I wasn't sure what you meant, and as a result I also wasn't sure how it 
related to the 'declining likelihood of death' issue.

Did you mean, 'we' as in the human race, i.e. the human race could be 
eventually distributed over large volumes (e.g. colonies on Mars, etc.)? Or 
did you mean that an individual consciousness might be widely distributed?

> Now,
>>>Also, the Second Law does not guarantee  eventual oblivion,
>>> for reasons I won't detail here unless requested.
>>I  hereby request you to detail them!
> OK, the Second Law refers to probabilities. In classical physics, in a
> closed system, entropy (roughly disorder) TENDS toward a maximum, which is 
> often
> interpreted to mean eventual "heat death." BUT
> (1) we don't know if the universe or cosmos is closed, and many 
> cosmologists
> currently think not.
> (2)  Order and disorder do not always have agreed definitions, and  many
> natural processes tend toward what most would call order. For example, 
> the
> formation of galaxies and stars and planets and life, and the formation of 
> mineral
> deposits in the earth, and many other processes, would from our point of 
> view
> represent increasing order.
> (3) When in some closed system maximum entropy is achieved, the only
> possible change after that is a decrease of entropy or an increase in 
> order, and
> subsequently there will be fluctuations with entropy increasing for a 
> while and
> then decreasing for a while, with rare random spurts of very low entropy.

Blowflies are particularly annoying. They fly around everywhere, seemingly 
at random. (I suppose it's not really random but it seems that way to me.) I 
try to avoid using fly spray. Instead, I open the window and wait until the 
blowfly 'randomly' flies out, then I close the window again.

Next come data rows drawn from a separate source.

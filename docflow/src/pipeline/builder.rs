//! Pipeline builder with validation.

use std::collections::HashSet;
use std::sync::Arc;

use super::{Pipeline, StageSpec};
use crate::config::PipelineConfig;
use crate::errors::PipelineError;
use crate::stages::{Stage, StageRegistry};

/// Builder for creating validated pipelines.
#[derive(Debug, Clone)]
pub struct PipelineBuilder {
    name: String,
    stages: Vec<StageSpec>,
    names: HashSet<String>,
}

impl PipelineBuilder {
    /// Creates a new pipeline builder.
    #[must_use]
    pub fn new(name: impl Into<String>) -> Self {
        Self {
            name: name.into(),
            stages: Vec::new(),
            names: HashSet::new(),
        }
    }

    /// Appends a stage named `stage_N` after its 1-based position.
    pub fn stage(mut self, runner: Arc<dyn Stage>) -> Result<Self, PipelineError> {
        let name = self.default_stage_name();
        self.add_stage_spec(StageSpec::new(name, runner))?;
        Ok(self)
    }

    /// Appends a named stage.
    pub fn named_stage(
        mut self,
        name: impl Into<String>,
        runner: Arc<dyn Stage>,
    ) -> Result<Self, PipelineError> {
        self.add_stage_spec(StageSpec::new(name, runner))?;
        Ok(self)
    }

    /// Appends a stage specification.
    ///
    /// # Errors
    ///
    /// Returns an error if another stage already uses the name.
    pub fn add_stage_spec(&mut self, spec: StageSpec) -> Result<(), PipelineError> {
        if !self.names.insert(spec.name.clone()) {
            return Err(PipelineError::DuplicateStage {
                pipeline: self.name.clone(),
                stage: spec.name,
            });
        }
        self.stages.push(spec);
        Ok(())
    }

    fn default_stage_name(&self) -> String {
        format!("stage_{}", self.stages.len() + 1)
    }

    /// Builds a pipeline from configuration, resolving stage types through
    /// `registry`.
    pub fn from_config(config: &PipelineConfig, registry: &StageRegistry) -> Result<Pipeline, PipelineError> {
        let mut builder = Self::new(&config.name);
        for stage in &config.stages {
            let name = stage
                .name
                .clone()
                .unwrap_or_else(|| builder.default_stage_name());
            let runner = registry
                .create(stage)
                .ok_or_else(|| PipelineError::UnknownStageType(stage.stage_type.clone()))?
                .map_err(|source| PipelineError::Build {
                    stage: name.clone(),
                    source,
                })?;
            builder.add_stage_spec(StageSpec::new(name, runner).with_conditions(stage.conditions.clone()))?;
        }
        Ok(builder.build())
    }

    /// Tries every configured stage and returns all problems found instead
    /// of stopping at the first.
    pub fn validate_config(config: &PipelineConfig, registry: &StageRegistry) -> Vec<PipelineError> {
        let mut errors = Vec::new();
        let mut names = HashSet::new();
        for (index, stage) in config.stages.iter().enumerate() {
            let name = stage.name.clone().unwrap_or_else(|| format!("stage_{}", index + 1));
            match registry.create(stage) {
                None => errors.push(PipelineError::UnknownStageType(stage.stage_type.clone())),
                Some(Err(source)) => errors.push(PipelineError::Build {
                    stage: name.clone(),
                    source,
                }),
                Some(Ok(_)) => {}
            }
            if !names.insert(name.clone()) {
                errors.push(PipelineError::DuplicateStage {
                    pipeline: config.name.clone(),
                    stage: name,
                });
            }
        }
        errors
    }

    /// Builds the pipeline.
    pub fn build(self) -> Pipeline {
        Pipeline::new(self.name, self.stages)
    }

    /// Returns the pipeline name.
    #[must_use]
    pub fn name(&self) -> &str {
        &self.name
    }

    /// Returns the number of stages.
    #[must_use]
    pub fn stage_count(&self) -> usize {
        self.stages.len()
    }
}
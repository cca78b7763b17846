//! Groups of worker or indexer loops sharing one shutdown signal.

use std::future::Future;

use futures::future::join_all;
use tokio::task::JoinHandle;
use tracing::error;

use crate::errors::RunError;
use crate::lifecycle::ShutdownSignal;

/// A set of spawned loops.
///
/// When any loop fails the shared signal is fired so the others wind down.
#[derive(Debug)]
pub struct WorkerPool<E> {
    name: String,
    shutdown: ShutdownSignal,
    handles: Vec<JoinHandle<Result<(), E>>>,
}

impl<E> WorkerPool<E>
where
    E: std::fmt::Display + Send + 'static,
    RunError: From<E>,
{
    /// Creates an empty pool.
    pub fn new(name: impl Into<String>, shutdown: ShutdownSignal) -> Self {
        Self {
            name: name.into(),
            shutdown,
            handles: Vec::new(),
        }
    }

    /// Spawns one loop.
    pub fn spawn<F>(&mut self, task: F)
    where
        F: Future<Output = Result<(), E>> + Send + 'static,
    {
        let shutdown = self.shutdown.clone();
        let name = self.name.clone();
        self.handles.push(tokio::spawn(async move {
            let result = task.await;
            if let Err(e) = &result {
                error!(pool = %name, error = %e, "Loop failed; shutting down pool");
                shutdown.terminate(format!("{name} failed: {e}"));
            }
            result
        }));
    }

    /// Number of spawned loops.
    pub fn len(&self) -> usize {
        self.handles.len()
    }

    /// Whether no loop was spawned.
    pub fn is_empty(&self) -> bool {
        self.handles.is_empty()
    }

    /// The signal shared by every loop.
    pub const fn shutdown(&self) -> &ShutdownSignal {
        &self.shutdown
    }

    /// Waits for every loop and returns the first failure.
    pub async fn join(self) -> Result<(), RunError> {
        let mut first = None;
        for outcome in join_all(self.handles).await {
            let result = match outcome {
                Ok(result) => result.map_err(RunError::from),
                Err(e) => Err(RunError::Join(e.to_string())),
            };
            if let Err(e) = result {
                first.get_or_insert(e);
            }
        }
        first.map_or(Ok(()), Err)
    }
}

#[cfg(test)]
mod tests {
    use super::*;
    use crate::errors::WorkerError;

    #[tokio::test]
    async fn test_failure_stops_siblings() {
        let shutdown = ShutdownSignal::new();
        let mut pool: WorkerPool<WorkerError> = WorkerPool::new("workers", shutdown.clone());

        let waiting = shutdown.clone();
        pool.spawn(async move {
            waiting.terminated().await;
            Ok(())
        });
        pool.spawn(async { Err(WorkerError::Config("broken".into())) });
        assert_eq!(pool.len(), 2);

        let err = pool.join().await.unwrap_err();
        assert!(matches!(err, RunError::Worker(WorkerError::Config(_))));
        assert!(shutdown.is_terminated());
    }

    #[tokio::test]
    async fn test_clean_exit() {
        let mut pool: WorkerPool<WorkerError> = WorkerPool::new("workers", ShutdownSignal::new());
        pool.spawn(async { Ok(()) });
        assert!(pool.join().await.is_ok());
    }
}
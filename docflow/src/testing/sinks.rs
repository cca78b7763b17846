//! Sinks for exercising indexers.

use std::sync::atomic::{AtomicBool, Ordering};

use async_trait::async_trait;
use parking_lot::Mutex;

use crate::document::Document;
use crate::errors::SinkError;
use crate::indexer::IndexerSink;

/// A sink that keeps every batch it accepts.
#[derive(Debug, Default)]
pub struct RecordingSink {
    batches: Mutex<Vec<Vec<Document>>>,
    closed: AtomicBool,
}

impl RecordingSink {
    /// Creates a new recording sink.
    #[must_use]
    pub fn new() -> Self {
        Self::default()
    }

    /// Batches accepted so far, as document ids.
    #[must_use]
    pub fn batches(&self) -> Vec<Vec<String>> {
        self.batches
            .lock()
            .iter()
            .map(|batch| batch.iter().map(|d| d.id().to_string()).collect())
            .collect()
    }

    /// Every accepted id, in delivery order.
    #[must_use]
    pub fn ids(&self) -> Vec<String> {
        self.batches.lock().iter().flatten().map(|d| d.id().to_string()).collect()
    }

    /// Every accepted document, in delivery order.
    #[must_use]
    pub fn documents(&self) -> Vec<Document> {
        self.batches.lock().iter().flatten().cloned().collect()
    }

    /// Whether `close` was called.
    #[must_use]
    pub fn is_closed(&self) -> bool {
        self.closed.load(Ordering::SeqCst)
    }
}

#[async_trait]
impl IndexerSink for RecordingSink {
    async fn send(&self, documents: &[Document]) -> Result<(), SinkError> {
        self.batches.lock().push(documents.to_vec());
        Ok(())
    }

    async fn close(&self) -> Result<(), SinkError> {
        self.closed.store(true, Ordering::SeqCst);
        Ok(())
    }
}

/// A sink that rejects every batch.
#[derive(Debug)]
pub struct FailingSink {
    message: String,
}

impl FailingSink {
    /// Creates a sink failing with `message`.
    #[must_use]
    pub fn new(message: impl Into<String>) -> Self {
        Self {
            message: message.into(),
        }
    }
}

#[async_trait]
impl IndexerSink for FailingSink {
    async fn send(&self, _documents: &[Document]) -> Result<(), SinkError> {
        Err(SinkError::new(self.message.clone()))
    }
}
//! Queue boundary.
//!
//! Workers, indexers and publishers talk to the broker through the
//! [`QueueConsumer`] and [`QueueProducer`] traits. Messages carry a string key
//! and an opaque byte payload. [`MemoryBroker`] implements both traits in
//! process for local runs and tests.

mod memory;
mod topics;

use std::fmt::Debug;
use std::time::Duration;

use async_trait::async_trait;

use crate::errors::QueueError;

pub use memory::{MemoryBroker, MemoryConsumer, DEFAULT_PARTITIONS};
pub use topics::TopicNames;

/// A record read from a topic.
#[derive(Debug, Clone, PartialEq, Eq)]
pub struct QueueMessage {
    /// Topic the record was read from.
    pub topic: String,
    /// Partition within the topic.
    pub partition: u32,
    /// Offset within the partition.
    pub offset: u64,
    /// Record key.
    pub key: String,
    /// Record payload.
    pub value: Vec<u8>,
}

impl QueueMessage {
    /// Where the record sits in its topic.
    pub const fn position(&self) -> QueuePosition {
        QueuePosition {
            partition: self.partition,
            offset: self.offset,
        }
    }
}

/// A record's partition and offset.
#[derive(Debug, Clone, Copy, PartialEq, Eq, Hash)]
pub struct QueuePosition {
    /// Partition within the topic.
    pub partition: u32,
    /// Offset within the partition.
    pub offset: u64,
}

/// Reads records one at a time on behalf of a consumer group.
#[async_trait]
pub trait QueueConsumer: Send + Sync + Debug {
    /// Waits up to `timeout` for the next record.
    async fn poll(&mut self, timeout: Duration) -> Result<Option<QueueMessage>, QueueError>;

    /// Commits every record returned since the last commit or rewind.
    async fn commit(&mut self) -> Result<(), QueueError>;

    /// Commits up to and including each given position of its partition.
    /// Records polled later stay uncommitted.
    async fn commit_positions(&mut self, positions: &[QueuePosition]) -> Result<(), QueueError>;

    /// Forgets uncommitted records so they are delivered again.
    async fn rewind(&mut self) -> Result<(), QueueError>;

    /// Records still waiting to be polled by this consumer's group.
    async fn lag(&self) -> Result<u64, QueueError>;
}

/// Writes records to topics.
#[async_trait]
pub trait QueueProducer: Send + Sync + Debug {
    /// Sends a record.
    async fn send(&self, topic: &str, key: &str, value: Vec<u8>) -> Result<(), QueueError>;

    /// Blocks until every sent record is durable.
    async fn flush(&self) -> Result<(), QueueError>;
}
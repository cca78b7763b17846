//! The document model.
//!
//! A [`Document`] is an identified, mutable record of ordered fields. Each
//! field holds either a single value or an array of values; values are JSON
//! trees, so strings, numbers, booleans, instants (canonical RFC 3339 strings),
//! binary blobs (base64 strings) and nested objects all share one
//! representation. Documents may carry child documents, which travel with the
//! parent until a stage detaches them.
//!
//! The reserved names `id`, `runId`, `children`, `errors` and `.dropped` are
//! managed by dedicated methods and rejected by the generic field API.

mod path;
mod value;


use std::borrow::Cow;
use std::fmt;

use serde::de::Error as _;
use serde::{Deserialize, Deserializer, Serialize, Serializer};
use serde_json::{Map, Value};

use crate::errors::DocumentError;
use crate::utils::Timestamp;

pub use path::Segment;
pub use value::{Binary, IntoFieldValue};

/// Field holding the document id.
pub const ID_FIELD: &str = "id";
/// Field holding the run id.
pub const RUN_ID_FIELD: &str = "runId";
/// Field holding attached children in the wire form.
pub const CHILDREN_FIELD: &str = "children";
/// Field accumulating processing errors.
pub const ERRORS_FIELD: &str = "errors";
/// Field marking a dropped document in the wire form.
pub const DROPPED_FIELD: &str = ".dropped";

/// All names the generic field API refuses to touch.
pub const RESERVED_FIELDS: [&str; 5] = [
    ID_FIELD,
    RUN_ID_FIELD,
    CHILDREN_FIELD,
    ERRORS_FIELD,
    DROPPED_FIELD,
];

/// How [`Document::update`] treats an existing field.
#[derive(Debug, Clone, Copy, PartialEq, Eq, Default, Serialize, Deserialize)]
#[serde(rename_all = "snake_case")]
pub enum UpdateMode {
    /// Replace existing values.
    #[default]
    Overwrite,
    /// Add to existing values.
    Append,
    /// Leave an existing field untouched.
    Skip,
}

/// A unit of work flowing through a pipeline.
#[derive(Debug, Clone, PartialEq)]
pub struct Document {
    id: String,
    run_id: Option<String>,
    fields: Map<String, Value>,
    children: Vec<Document>,
    dropped: bool,
}
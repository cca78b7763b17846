//! A connector that generates numbered documents.

use async_trait::async_trait;

use super::Connector;
use crate::config::ConnectorConfig;
use crate::document::Document;
use crate::errors::ConnectorError;
use crate::publisher::Publisher;

/// Publishes `num_docs` empty documents with ids `{id_prefix}{n}` for `n`
/// from 1.
#[derive(Debug, Clone)]
pub struct SequenceConnector {
    name: String,
    pipeline: String,
    num_docs: u64,
    id_prefix: String,
}

impl SequenceConnector {
    /// Creates a sequence connector.
    pub fn new(name: impl Into<String>, pipeline: impl Into<String>, num_docs: u64) -> Self {
        Self {
            name: name.into(),
            pipeline: pipeline.into(),
            num_docs,
            id_prefix: String::new(),
        }
    }

    /// Sets the id prefix.
    #[must_use]
    pub fn with_id_prefix(mut self, prefix: impl Into<String>) -> Self {
        self.id_prefix = prefix.into();
        self
    }

    /// Builds the connector from its `num_docs` and optional `id_prefix`
    /// params. `config.name` must already be resolved.
    pub fn from_config(config: &ConnectorConfig) -> Result<Self, ConnectorError> {
        let invalid = |e: serde_json::Error| ConnectorError::Config(e.to_string());
        let num_docs = config
            .param::<u64>("num_docs")
            .map_err(invalid)?
            .ok_or_else(|| ConnectorError::Config("sequence requires 'num_docs'".to_string()))?;
        let prefix = config.param::<String>("id_prefix").map_err(invalid)?;
        let name = config.name.clone().unwrap_or_else(|| config.resolved_name(0));

        let connector = Self::new(name, &config.pipeline, num_docs);
        Ok(match prefix {
            Some(prefix) => connector.with_id_prefix(prefix),
            None => connector,
        })
    }
}

#[async_trait]
impl Connector for SequenceConnector {
    fn name(&self) -> &str {
        &self.name
    }

    fn pipeline_name(&self) -> &str {
        &self.pipeline
    }

    async fn execute(&self, publisher: &Publisher) -> Result<(), ConnectorError> {
        for n in 1..=self.num_docs {
            let doc = Document::new(format!("{}{n}", self.id_prefix))
                .map_err(|e| ConnectorError::Config(e.to_string()))?;
            publisher
                .publish(doc)
                .await
                .map_err(|e| ConnectorError::Publish(e.to_string()))?;
        }
        Ok(())
    }
}
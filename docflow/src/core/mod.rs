//! Core notification types shared by the publisher, worker and indexer.

mod event;

pub use event::{Event, EventType};
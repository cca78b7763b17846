//! Stages for exercising pipelines.

use async_trait::async_trait;
use parking_lot::Mutex;
use std::time::Duration;

use crate::document::Document;
use crate::errors::StageError;
use crate::stages::Stage;

/// A stage that records the id of every document it processes.
#[derive(Debug, Default)]
pub struct RecordingStage {
    seen: Mutex<Vec<String>>,
}

impl RecordingStage {
    /// Creates a new recording stage.
    #[must_use]
    pub fn new() -> Self {
        Self::default()
    }

    /// Returns the ids processed so far, in order.
    #[must_use]
    pub fn seen(&self) -> Vec<String> {
        self.seen.lock().clone()
    }
}

#[async_trait]
impl Stage for RecordingStage {
    async fn process_document(&self, doc: &mut Document) -> Result<Vec<Document>, StageError> {
        self.seen.lock().push(doc.id().to_string());
        Ok(Vec::new())
    }
}

/// A stage that emits `count` children per document.
///
/// Children are named `{parent}-child-{i}` starting at 1 and carry their
/// position in `child_index`.
#[derive(Debug)]
pub struct EmitChildrenStage {
    count: usize,
}

impl EmitChildrenStage {
    /// Creates a stage emitting `count` children per document.
    #[must_use]
    pub const fn new(count: usize) -> Self {
        Self { count }
    }
}

#[async_trait]
impl Stage for EmitChildrenStage {
    async fn process_document(&self, doc: &mut Document) -> Result<Vec<Document>, StageError> {
        (1..=self.count)
            .map(|i| {
                let mut child = Document::new(format!("{}-child-{i}", doc.id()))?;
                child.set_field("child_index", i as u64)?;
                Ok(child)
            })
            .collect()
    }
}

/// A stage that fails, either on every document or on a single id.
#[derive(Debug)]
pub struct FailingStage {
    message: String,
    only_for: Option<String>,
}

impl FailingStage {
    /// Creates a stage failing with `message`.
    #[must_use]
    pub fn new(message: impl Into<String>) -> Self {
        Self {
            message: message.into(),
            only_for: None,
        }
    }

    /// Restricts failures to the document with `id`.
    #[must_use]
    pub fn only_for(mut self, id: impl Into<String>) -> Self {
        self.only_for = Some(id.into());
        self
    }
}

#[async_trait]
impl Stage for FailingStage {
    async fn process_document(&self, doc: &mut Document) -> Result<Vec<Document>, StageError> {
        match &self.only_for {
            Some(id) if id != doc.id() => Ok(Vec::new()),
            _ => Err(StageError::failed(self.message.clone())),
        }
    }
}

/// A stage that sleeps before passing the document through.
#[derive(Debug)]
pub struct SlowStage {
    delay: Duration,
}

impl SlowStage {
    /// Creates a stage sleeping for `delay` per document.
    #[must_use]
    pub const fn new(delay: Duration) -> Self {
        Self { delay }
    }
}

#[async_trait]
impl Stage for SlowStage {
    async fn process_document(&self, _doc: &mut Document) -> Result<Vec<Document>, StageError> {
        tokio::time::sleep(self.delay).await;
        Ok(Vec::new())
    }
}
//! Utility functions for run ids and instant formatting.

pub mod timestamps;
mod ids;

pub use ids::{generate_run_id, generate_uuid};
pub use timestamps::{format_instant, iso_timestamp, parse_instant, Timestamp, TimestampError};

#[cfg(test)]
mod tests {
    use super::*;

    #[test]
    fn test_generate_uuid_is_v4() {
        let id = generate_uuid();
        assert_eq!(id.get_version_num(), 4);
    }

    #[test]
    fn test_run_ids_are_distinct() {
        assert_ne!(generate_run_id(), generate_run_id());
    }

    #[test]
    fn test_iso_timestamp_is_utc() {
        let ts = iso_timestamp();
        assert!(ts.contains('T'));
        assert!(ts.ends_with('Z'));
    }
}
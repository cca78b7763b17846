//! Delivery of processed documents.
//!
//! An [`Indexer`] reads the pipeline's destination topic, accumulates
//! documents in a [`Batch`] and hands each flushed batch to an
//! [`IndexerSink`]. Every document of a delivered batch gets a FINISH event;
//! every document of a failed batch gets a FAIL event carrying the sink
//! error. Only the offsets of a resolved batch are committed, so documents
//! still buffered stay uncommitted until their own batch is resolved.

mod sink;

use std::borrow::Cow;
use std::sync::Arc;
use std::time::Duration;

use serde::Serialize;
use tracing::{debug, error, info, warn};

use crate::batch::Batch;
use crate::config::IndexerConfig;
use crate::core::{Event, EventType};
use crate::document::Document;
use crate::errors::IndexerError;
use crate::lifecycle::ShutdownSignal;
use crate::messaging::{QueueConsumer, QueuePosition, QueueProducer, TopicNames};

pub use sink::{IndexerSink, LoggingSink};

/// Documents resolved by an indexer.
#[derive(Debug, Clone, Copy, Default, PartialEq, Eq, Serialize)]
pub struct IndexerStats {
    /// Documents the sink accepted.
    pub indexed: u64,
    /// Documents in batches the sink rejected.
    pub failed: u64,
}

#[derive(Debug)]
struct Pending {
    document: Document,
    position: QueuePosition,
}

/// Batches documents from a destination topic into a sink.
#[derive(Debug)]
pub struct Indexer {
    name: String,
    topics: TopicNames,
    consumer: Box<dyn QueueConsumer>,
    producer: Arc<dyn QueueProducer>,
    sink: Arc<dyn IndexerSink>,
    batch: Batch<Pending>,
    poll_timeout: Duration,
    ignore_fields: Vec<String>,
    id_override_field: Option<String>,
    stats: IndexerStats,
}

impl Indexer {
    /// Creates an indexer. `consumer` must read `topics.destination`.
    pub fn new(
        name: impl Into<String>,
        topics: TopicNames,
        consumer: Box<dyn QueueConsumer>,
        producer: Arc<dyn QueueProducer>,
        sink: Arc<dyn IndexerSink>,
        config: &IndexerConfig,
    ) -> Self {
        Self {
            name: name.into(),
            topics,
            consumer,
            producer,
            sink,
            batch: Batch::new(config.batch_size, config.batch_timeout()),
            poll_timeout: config.poll_timeout(),
            ignore_fields: config.ignore_fields.clone(),
            id_override_field: config.id_override_field.clone(),
            stats: IndexerStats::default(),
        }
    }

    /// Returns the counters.
    pub const fn stats(&self) -> IndexerStats {
        self.stats
    }

    /// Polls once and delivers whatever the batch releases. Returns the
    /// number of documents resolved by this call.
    pub async fn poll_once(&mut self) -> Result<usize, IndexerError> {
        let pending = match self.consumer.poll(self.poll_timeout).await? {
            Some(message) => match Document::from_slice(&message.value) {
                Ok(document) if document.run_id().is_some() => Some(Pending {
                    document,
                    position: message.position(),
                }),
                Ok(document) => {
                    warn!(indexer = %self.name, doc_id = %document.id(), "Skipping document without run id");
                    None
                }
                Err(e) => {
                    warn!(indexer = %self.name, offset = message.offset, error = %e, "Skipping malformed document");
                    None
                }
            },
            None => None,
        };

        let flushed = self.batch.add(pending);
        self.deliver(flushed).await
    }

    /// Polls until `shutdown` fires or polling fails, then flushes the
    /// remainder and closes the sink. A polling failure is returned after
    /// the remainder has been handled.
    pub async fn run(&mut self, shutdown: ShutdownSignal) -> Result<(), IndexerError> {
        info!(indexer = %self.name, topic = %self.topics.destination, "Indexer started");
        let mut outcome = Ok(());
        while !shutdown.is_terminated() {
            if let Err(e) = self.poll_once().await {
                error!(indexer = %self.name, error = %e, "Indexer loop failed");
                outcome = Err(e);
                break;
            }
        }

        let remainder = self.batch.flush();
        let delivered = self.deliver(remainder).await;
        let closed = self.sink.close().await;
        info!(indexer = %self.name, indexed = self.stats.indexed, failed = self.stats.failed, "Indexer stopped");

        outcome?;
        delivered?;
        closed?;
        Ok(())
    }

    /// Applies the ignored fields and the id override to the documents the
    /// sink sees. Events keep using the original ids.
    fn prepare<'a>(&self, documents: &'a [Document]) -> Cow<'a, [Document]> {
        if self.ignore_fields.is_empty() && self.id_override_field.is_none() {
            return Cow::Borrowed(documents);
        }
        let prepared = documents
            .iter()
            .map(|document| {
                let override_id = self
                    .id_override_field
                    .as_deref()
                    .and_then(|field| document.get_string(field));
                let mut prepared = match override_id.map(|id| document.clone_with_new_id(id)) {
                    Some(Ok(renamed)) => renamed,
                    Some(Err(e)) => {
                        warn!(indexer = %self.name, doc_id = %document.id(), error = %e, "Ignoring id override");
                        document.clone()
                    }
                    None => document.clone(),
                };
                for field in &self.ignore_fields {
                    if let Err(e) = prepared.remove_field(field) {
                        warn!(indexer = %self.name, field = %field, error = %e, "Cannot strip field");
                    }
                }
                prepared
            })
            .collect();
        Cow::Owned(prepared)
    }

    async fn deliver(&mut self, batch: Vec<Pending>) -> Result<usize, IndexerError> {
        if batch.is_empty() {
            return Ok(0);
        }
        let (documents, positions): (Vec<Document>, Vec<QueuePosition>) =
            batch.into_iter().map(|p| (p.document, p.position)).unzip();

        let prepared = self.prepare(&documents);
        let sent = self.sink.send(&prepared).await;
        let (event_type, message) = match sent {
            Ok(()) => {
                debug!(indexer = %self.name, count = documents.len(), "Batch delivered");
                self.stats.indexed += documents.len() as u64;
                (EventType::Finish, None)
            }
            Err(e) => {
                error!(indexer = %self.name, count = documents.len(), error = %e, "Batch delivery failed");
                self.stats.failed += documents.len() as u64;
                (EventType::Fail, Some(e.to_string()))
            }
        };

        for document in &documents {
            let Some(run_id) = document.run_id() else {
                continue;
            };
            let mut event = Event::new(document.id(), run_id, event_type);
            if let Some(message) = &message {
                event = event.with_message(message.as_str());
            }
            self.producer
                .send(&self.topics.events(run_id), document.id(), event.to_bytes()?)
                .await?;
        }
        self.producer.flush().await?;
        self.consumer.commit_positions(&positions).await?;
        Ok(documents.len())
    }
}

It occurred to me recently that this procedure might have some implications 
for the Second Law and related issues.

> (4) Consider a person deliberately creating order, say by organizing a 
> room.
> Is there any countervailing chsnge that would imply overall decrease in
> order? Not that I can see. Metabolic processes in the person might result 
> in his
> increase in entropy, but that does not seem related to the particular 
> activity
> he is engaged in.

The person is not a closed system. During the time you spend organising your 
room, hasn't the sun's entropy increased by many times more than the 
decrease in entropy of your room? (I'm assuming we could come up with a 
suitable definition of the word 'entropy' that could be applied to the 
contents of your room.) And you would not be in a position to organise your 
room if the sun's entropy were not increasing.

Correct me if I am wrong, as it is many years since I studied physics.